La canción del pirata
A lo largo de las últimas semanas, a raíz de los casos Millet y Gürtel -y a la espera de lo que pueda depararnos la Operación Pretoria-, la ciudadanía ha contemplado atónita cómo unos jueces criticaban a otros y unos terceros pedían medidas disciplinarias contra los primeros; cómo cuatro fiscales comparecían en insólita rueda de prensa para desautorizar la labor profesional de un juez instructor; cómo un gobierno, o algunos de sus miembros, se apuntaba al linchamiento impugnando sin más base que la "alarma social" decisiones judiciales de carácter técnico y procedimental; cómo un ilustre colegio de abogados anunciaba querellas contra jueces y fiscales, y cómo un ex fiscal anticorrupción parecía querer vengar en 2009 el fracaso de la cruzada ideológico-social que él mismo no logró culminar un cuarto de siglo atrás.
El joven pirata somalí se ha convertido en el centro de un gran embrollo en el que han tomado parte hasta seis jueces
En competencia con tales sucesos, cabe el riesgo de que la opinión pública no sepa apreciar en todo su valor otro gran espectáculo que la justicia española nos ha brindado últimamente: las aventuras madrileñas del pirata Abdu Willy. Recapitulemos. Apenas supo que dos de los secuestradores del atunero vasco Alakrana habían sido capturados en el Índico por la Marina española, el megajuez Garzón ordenó que los condujesen ante la Audiencia Nacional, lo cual supuso una expedición aérea Torrejón-Yibuti-Torrejón no precisamente low cost. Pero una vez allí, dado que los piratas somalíes no suelen llevar consigo el certificado de nacimiento, se plantearon dudas sobre la mayoría de edad de uno de ellos, el tal Abdu Willy. Tras sofisticadas y costosas pruebas médicas, la conclusión fue que el detenido superaba los 18 años con una probabilidad del 97%.
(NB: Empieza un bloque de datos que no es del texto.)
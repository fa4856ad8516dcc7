//! Client-tracking store
//!
//! One record per `(client machine id, SKU id)` pair. Backends implement
//! [`ClientStore`]; [`NoopStore`] stands in when tracking is disabled so the
//! policy engine always talks to the same interface.
//!
//! Each method is a single atomic unit against its key. Errors are returned
//! per call and the policy engine logs them and carries on.

use std::collections::HashMap;
use std::sync::{Mutex, MutexGuard};

use uuid::Uuid;

use super::{StoreError, StoreResult};

/// Store key
#[derive(Debug, Clone, Copy, PartialEq, Eq, Hash)]
pub struct ClientKey {
    /// Client machine id
    pub client_machine_id: Uuid,
    /// SKU id
    pub sku_id: Uuid,
}

impl ClientKey {
    /// Create a key
    #[must_use]
    pub const fn new(client_machine_id: Uuid, sku_id: Uuid) -> Self {
        Self {
            client_machine_id,
            sku_id,
        }
    }
}

/// Field values observed on one request
#[derive(Debug, Clone, PartialEq, Eq)]
pub struct ClientUpdate {
    /// Client host name
    pub machine_name: String,
    /// Peer address, when the transport knows it
    pub machine_ip: Option<String>,
    /// Application display name (or raw id)
    pub application: String,
    /// License status name, or `FAILED` for rejected hosts
    pub license_status: String,
    /// Server receive time, Unix seconds
    pub last_request_time: i64,
    /// Client request time in readable form
    pub last_request_time_readable: String,
}

/// Persisted client row
#[derive(Debug, Clone, PartialEq, Eq)]
pub struct ClientRecord {
    /// Record key
    pub key: ClientKey,
    /// Client host name
    pub machine_name: String,
    /// Peer address
    pub machine_ip: Option<String>,
    /// Application display name (or raw id)
    pub application: String,
    /// License status name
    pub license_status: String,
    /// Server receive time of the last request, Unix seconds
    pub last_request_time: i64,
    /// Client request time of the last request in readable form
    pub last_request_time_readable: String,
    /// EPID issued to this client/SKU pair
    pub kms_epid: Option<String>,
    /// Requests seen for this key
    pub request_count: u64,
}

impl ClientRecord {
    /// Record for a key seen for the first time
    #[must_use]
    pub fn first_sighting(key: ClientKey, update: &ClientUpdate) -> Self {
        Self {
            key,
            machine_name: update.machine_name.clone(),
            machine_ip: update.machine_ip.clone(),
            application: update.application.clone(),
            license_status: update.license_status.clone(),
            last_request_time: update.last_request_time,
            last_request_time_readable: update.last_request_time_readable.clone(),
            kms_epid: None,
            request_count: 1,
        }
    }

    /// Apply a later sighting: take the new field values, bump the count
    pub fn apply(&mut self, update: &ClientUpdate) {
        if self.machine_name != update.machine_name {
            self.machine_name.clone_from(&update.machine_name);
        }
        if self.machine_ip != update.machine_ip {
            self.machine_ip.clone_from(&update.machine_ip);
        }
        if self.application != update.application {
            self.application.clone_from(&update.application);
        }
        if self.license_status != update.license_status {
            self.license_status.clone_from(&update.license_status);
        }
        if self.last_request_time != update.last_request_time {
            self.last_request_time = update.last_request_time;
            self.last_request_time_readable
                .clone_from(&update.last_request_time_readable);
        }
        self.request_count = self.request_count.saturating_add(1);
    }
}

/// Client-tracking backend
pub trait ClientStore: Send + Sync {
    /// Whether records survive this call at all
    fn is_persistent(&self) -> bool;

    /// Create or update the record for `key`, returning the previous state
    fn upsert(&self, key: &ClientKey, update: &ClientUpdate) -> StoreResult<Option<ClientRecord>>;

    /// Fetch a record
    fn get(&self, key: &ClientKey) -> StoreResult<Option<ClientRecord>>;

    /// EPID stored for `key`
    fn get_epid(&self, key: &ClientKey) -> StoreResult<Option<String>>;

    /// Store an EPID for an existing record; a missing record is left alone
    fn set_epid(&self, key: &ClientKey, epid: &str) -> StoreResult<()>;

    /// Return the stored EPID, or generate one and store it
    ///
    /// Backends shared between threads override this so the read and the
    /// write happen under one lock or transaction.
    fn get_or_assign_epid(
        &self,
        key: &ClientKey,
        generate: &mut dyn FnMut() -> String,
    ) -> StoreResult<String> {
        if let Some(epid) = self.get_epid(key)? {
            return Ok(epid);
        }
        let epid = generate();
        self.set_epid(key, &epid)?;
        Ok(epid)
    }
}

/// Store used when client tracking is disabled
#[derive(Debug, Clone, Copy, Default)]
pub struct NoopStore;

impl ClientStore for NoopStore {
    fn is_persistent(&self) -> bool {
        false
    }

    fn upsert(&self, _key: &ClientKey, _update: &ClientUpdate) -> StoreResult<Option<ClientRecord>> {
        Ok(None)
    }

    fn get(&self, _key: &ClientKey) -> StoreResult<Option<ClientRecord>> {
        Ok(None)
    }

    fn get_epid(&self, _key: &ClientKey) -> StoreResult<Option<String>> {
        Ok(None)
    }

    fn set_epid(&self, _key: &ClientKey, _epid: &str) -> StoreResult<()> {
        Ok(())
    }
}

/// Process-local store
///
/// Thread-safe via one `Mutex` over the whole map, so every operation is
/// serialized against every key.
#[derive(Debug, Default)]
pub struct MemoryStore {
    records: Mutex<HashMap<ClientKey, ClientRecord>>,
}

impl MemoryStore {
    /// Empty store
    #[must_use]
    pub fn new() -> Self {
        Self::default()
    }

    /// Number of tracked clients
    pub fn len(&self) -> StoreResult<usize> {
        Ok(self.lock()?.len())
    }

    /// Whether no client has been seen yet
    pub fn is_empty(&self) -> StoreResult<bool> {
        Ok(self.lock()?.is_empty())
    }

    fn lock(&self) -> StoreResult<MutexGuard<'_, HashMap<ClientKey, ClientRecord>>> {
        self.records.lock().map_err(|_| StoreError::Poisoned)
    }
}

impl ClientStore for MemoryStore {
    fn is_persistent(&self) -> bool {
        true
    }

    fn upsert(&self, key: &ClientKey, update: &ClientUpdate) -> StoreResult<Option<ClientRecord>> {
        let mut records = self.lock()?;
        match records.get_mut(key) {
            Some(record) => {
                let previous = record.clone();
                record.apply(update);
                Ok(Some(previous))
            }
            None => {
                records.insert(*key, ClientRecord::first_sighting(*key, update));
                Ok(None)
            }
        }
    }

    fn get(&self, key: &ClientKey) -> StoreResult<Option<ClientRecord>> {
        Ok(self.lock()?.get(key).cloned())
    }

    fn get_epid(&self, key: &ClientKey) -> StoreResult<Option<String>> {
        Ok(self
            .lock()?
            .get(key)
            .and_then(|record| record.kms_epid.clone()))
    }

    fn set_epid(&self, key: &ClientKey, epid: &str) -> StoreResult<()> {
        if let Some(record) = self.lock()?.get_mut(key) {
            record.kms_epid = Some(epid.to_owned());
        }
        Ok(())
    }

    fn get_or_assign_epid(
        &self,
        key: &ClientKey,
        generate: &mut dyn FnMut() -> String,
    ) -> StoreResult<String> {
        let mut records = self.lock()?;
        match records.get_mut(key) {
            Some(record) => match &record.kms_epid {
                Some(epid) => Ok(epid.clone()),
                None => {
                    let epid = generate();
                    record.kms_epid = Some(epid.clone());
                    Ok(epid)
                }
            },
            None => Ok(generate()),
        }
    }
}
En este punto, acude a la memoria el caso de Èric Bertran, el adolescente que en el otoño de 2004 fue detenido por la guardia civil sin que sus 14 años de edad le eximiesen de comparecer ante la Audiencia Nacional, acusado de "actividades terroristas" por haber remitido correos electrónicos a varias empresas instándolas a etiquetar en catalán. Pero es que -aclaran los expertos- la Audiencia sólo puede enjuiciar a menores cuando el delito que se les imputa es terrorismo. ¡Ah, claro! Y mientras que enviar e-mails inspirados en Harry Potter puede constituir terrorismo, asaltar barcos a punta de Kaláshnikov es, si lo hace un menor, una actividad lúdico-recreativa...
El caso es que, con un margen de duda del 3% acerca de la mayoría de edad del joven pirata, éste se ha convertido en el centro de un descomunal embrollo jurisdiccional en el que han tomado parte hasta seis jueces, y lleva dos semanas de asombrado regocijo dando vueltas por Madrid, de juzgado en fiscalía, de Alcalá-Meco a un centro de menores, sin abandonar la esperanza -supongo- de que cualquier día lo dejen en la calle, convertido en otro inmigrante ilegal pero, en su caso, con portes a cargo del Estado.
Así las cosas, lamento ser políticamente incorrecto, pero tanto garantismo y tanta tutela sobre el improbable menor somalí me parecen indisociables del color de su piel y de su origen geográfico. Como ha subrayado hace poco el cineasta Costa Gavras, "el inmigrante siempre parece el buen salvaje", y nuestro acendrado buenismo hace el resto. En el caso muy hipotético de que Abdu Willy llegase a ser juzgado, sobrarían letrados, ONG y grupos solidarios para argumentar que, en realidad, es una víctima; que, de hecho, él y sus pobres colegas no hacen más que defenderse del expolio pesquero de las flotas del primer mundo, o que la culpa del caos somalí en cuyo seno prospera la piratería la tienen las injerencias de Estados Unidos... Tal era el clima en el que la Audiencia Nacional debía ejercer su "jurisdicción universal", hoy felizmente recortada.
En fin, no quisiera dar ideas, pero creo que, con los buenos abogados de que dispone, si Fèlix Millet se tizna la cara de negro, tiene la absolución en el bote.